[Saved entries]
BEGIN
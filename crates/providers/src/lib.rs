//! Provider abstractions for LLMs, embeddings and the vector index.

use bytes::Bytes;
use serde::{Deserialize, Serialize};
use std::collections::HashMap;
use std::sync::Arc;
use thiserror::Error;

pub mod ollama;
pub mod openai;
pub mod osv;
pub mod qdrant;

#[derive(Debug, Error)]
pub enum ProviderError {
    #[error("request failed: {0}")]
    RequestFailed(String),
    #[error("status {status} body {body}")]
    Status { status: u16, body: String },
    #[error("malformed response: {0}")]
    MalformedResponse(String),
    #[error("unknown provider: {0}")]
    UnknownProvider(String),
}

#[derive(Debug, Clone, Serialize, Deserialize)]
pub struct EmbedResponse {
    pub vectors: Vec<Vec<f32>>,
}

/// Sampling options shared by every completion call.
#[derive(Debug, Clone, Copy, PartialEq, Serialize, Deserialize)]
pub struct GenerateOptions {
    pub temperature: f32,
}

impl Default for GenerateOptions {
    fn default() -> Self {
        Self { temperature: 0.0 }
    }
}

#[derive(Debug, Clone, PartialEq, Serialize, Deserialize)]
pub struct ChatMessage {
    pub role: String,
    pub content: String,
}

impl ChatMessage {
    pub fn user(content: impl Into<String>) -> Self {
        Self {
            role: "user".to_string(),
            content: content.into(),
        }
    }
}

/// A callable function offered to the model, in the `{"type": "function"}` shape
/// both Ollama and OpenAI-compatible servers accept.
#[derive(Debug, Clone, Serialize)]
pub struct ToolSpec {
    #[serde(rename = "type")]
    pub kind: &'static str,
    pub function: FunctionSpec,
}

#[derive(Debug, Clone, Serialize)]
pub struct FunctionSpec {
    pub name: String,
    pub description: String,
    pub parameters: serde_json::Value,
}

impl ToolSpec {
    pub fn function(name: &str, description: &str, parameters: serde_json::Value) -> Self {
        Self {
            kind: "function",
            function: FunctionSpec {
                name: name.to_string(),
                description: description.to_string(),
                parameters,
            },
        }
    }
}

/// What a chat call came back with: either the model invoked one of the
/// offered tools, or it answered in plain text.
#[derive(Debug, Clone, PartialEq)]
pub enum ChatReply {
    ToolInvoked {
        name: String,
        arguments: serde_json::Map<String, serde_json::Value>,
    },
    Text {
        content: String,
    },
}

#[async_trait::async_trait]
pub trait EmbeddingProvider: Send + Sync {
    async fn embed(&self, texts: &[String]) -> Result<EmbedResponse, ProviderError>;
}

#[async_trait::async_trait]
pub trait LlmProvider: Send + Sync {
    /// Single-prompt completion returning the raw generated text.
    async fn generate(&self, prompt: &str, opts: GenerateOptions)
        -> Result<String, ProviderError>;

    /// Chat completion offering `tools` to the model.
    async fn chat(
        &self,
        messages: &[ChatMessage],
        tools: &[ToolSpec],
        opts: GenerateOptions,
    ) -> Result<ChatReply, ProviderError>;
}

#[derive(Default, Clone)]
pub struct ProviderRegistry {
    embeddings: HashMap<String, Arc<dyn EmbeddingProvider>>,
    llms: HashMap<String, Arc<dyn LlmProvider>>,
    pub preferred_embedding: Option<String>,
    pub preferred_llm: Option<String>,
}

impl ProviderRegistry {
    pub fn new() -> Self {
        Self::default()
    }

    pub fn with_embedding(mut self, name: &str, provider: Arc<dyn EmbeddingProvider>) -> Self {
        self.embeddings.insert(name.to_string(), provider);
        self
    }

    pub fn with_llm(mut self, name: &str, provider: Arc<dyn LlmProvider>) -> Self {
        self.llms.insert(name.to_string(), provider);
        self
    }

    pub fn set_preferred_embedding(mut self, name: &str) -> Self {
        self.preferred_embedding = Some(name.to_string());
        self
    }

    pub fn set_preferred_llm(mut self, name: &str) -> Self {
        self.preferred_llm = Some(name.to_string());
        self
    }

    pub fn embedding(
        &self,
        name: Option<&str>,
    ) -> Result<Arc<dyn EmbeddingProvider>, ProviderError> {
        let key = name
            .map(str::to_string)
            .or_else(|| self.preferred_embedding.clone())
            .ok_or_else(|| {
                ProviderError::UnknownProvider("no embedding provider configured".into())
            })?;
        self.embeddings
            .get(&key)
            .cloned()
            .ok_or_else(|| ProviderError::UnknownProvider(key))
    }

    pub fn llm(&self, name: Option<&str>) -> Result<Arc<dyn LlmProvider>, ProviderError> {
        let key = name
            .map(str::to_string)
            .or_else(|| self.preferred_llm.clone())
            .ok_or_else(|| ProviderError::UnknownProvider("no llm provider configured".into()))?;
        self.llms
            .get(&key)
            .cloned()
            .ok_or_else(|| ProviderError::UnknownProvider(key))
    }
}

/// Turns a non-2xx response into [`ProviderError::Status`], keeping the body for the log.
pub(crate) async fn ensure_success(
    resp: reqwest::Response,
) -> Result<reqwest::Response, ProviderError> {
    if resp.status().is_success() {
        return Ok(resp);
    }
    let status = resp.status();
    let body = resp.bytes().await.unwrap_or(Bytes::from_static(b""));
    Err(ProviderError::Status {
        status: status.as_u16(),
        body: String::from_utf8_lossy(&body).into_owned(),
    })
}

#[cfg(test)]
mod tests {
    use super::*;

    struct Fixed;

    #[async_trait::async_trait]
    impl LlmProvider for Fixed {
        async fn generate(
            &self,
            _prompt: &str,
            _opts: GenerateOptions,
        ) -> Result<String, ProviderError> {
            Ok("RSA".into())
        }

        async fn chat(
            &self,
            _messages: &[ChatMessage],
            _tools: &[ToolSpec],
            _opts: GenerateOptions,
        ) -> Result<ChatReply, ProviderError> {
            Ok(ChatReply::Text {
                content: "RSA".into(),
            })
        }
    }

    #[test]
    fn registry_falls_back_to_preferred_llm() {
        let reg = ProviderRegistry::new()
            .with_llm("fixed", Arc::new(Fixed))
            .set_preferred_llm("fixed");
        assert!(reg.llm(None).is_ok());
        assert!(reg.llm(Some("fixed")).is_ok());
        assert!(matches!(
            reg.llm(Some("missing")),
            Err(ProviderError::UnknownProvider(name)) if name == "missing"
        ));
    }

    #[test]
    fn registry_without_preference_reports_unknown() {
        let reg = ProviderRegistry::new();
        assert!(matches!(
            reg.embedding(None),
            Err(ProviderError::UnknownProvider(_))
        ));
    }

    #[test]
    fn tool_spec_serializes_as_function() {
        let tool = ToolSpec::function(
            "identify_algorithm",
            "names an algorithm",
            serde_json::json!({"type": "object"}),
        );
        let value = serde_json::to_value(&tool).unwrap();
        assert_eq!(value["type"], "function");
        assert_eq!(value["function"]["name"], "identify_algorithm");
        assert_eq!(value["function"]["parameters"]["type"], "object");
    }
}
END
• What to do: In the entries above, restate word for word the lines between the one holding "parameters: serde_json::Value) ->" and the one holding "invoked one of the", inclusive, and nothing besides.

• Output:
    pub fn function(name: &str, description: &str, parameters: serde_json::Value) -> Self {
        Self {
            kind: "function",
            function: FunctionSpec {
                name: name.to_string(),
                description: description.to_string(),
                parameters,
            },
        }
    }
}

/// What a chat call came back with: either the model invoked one of the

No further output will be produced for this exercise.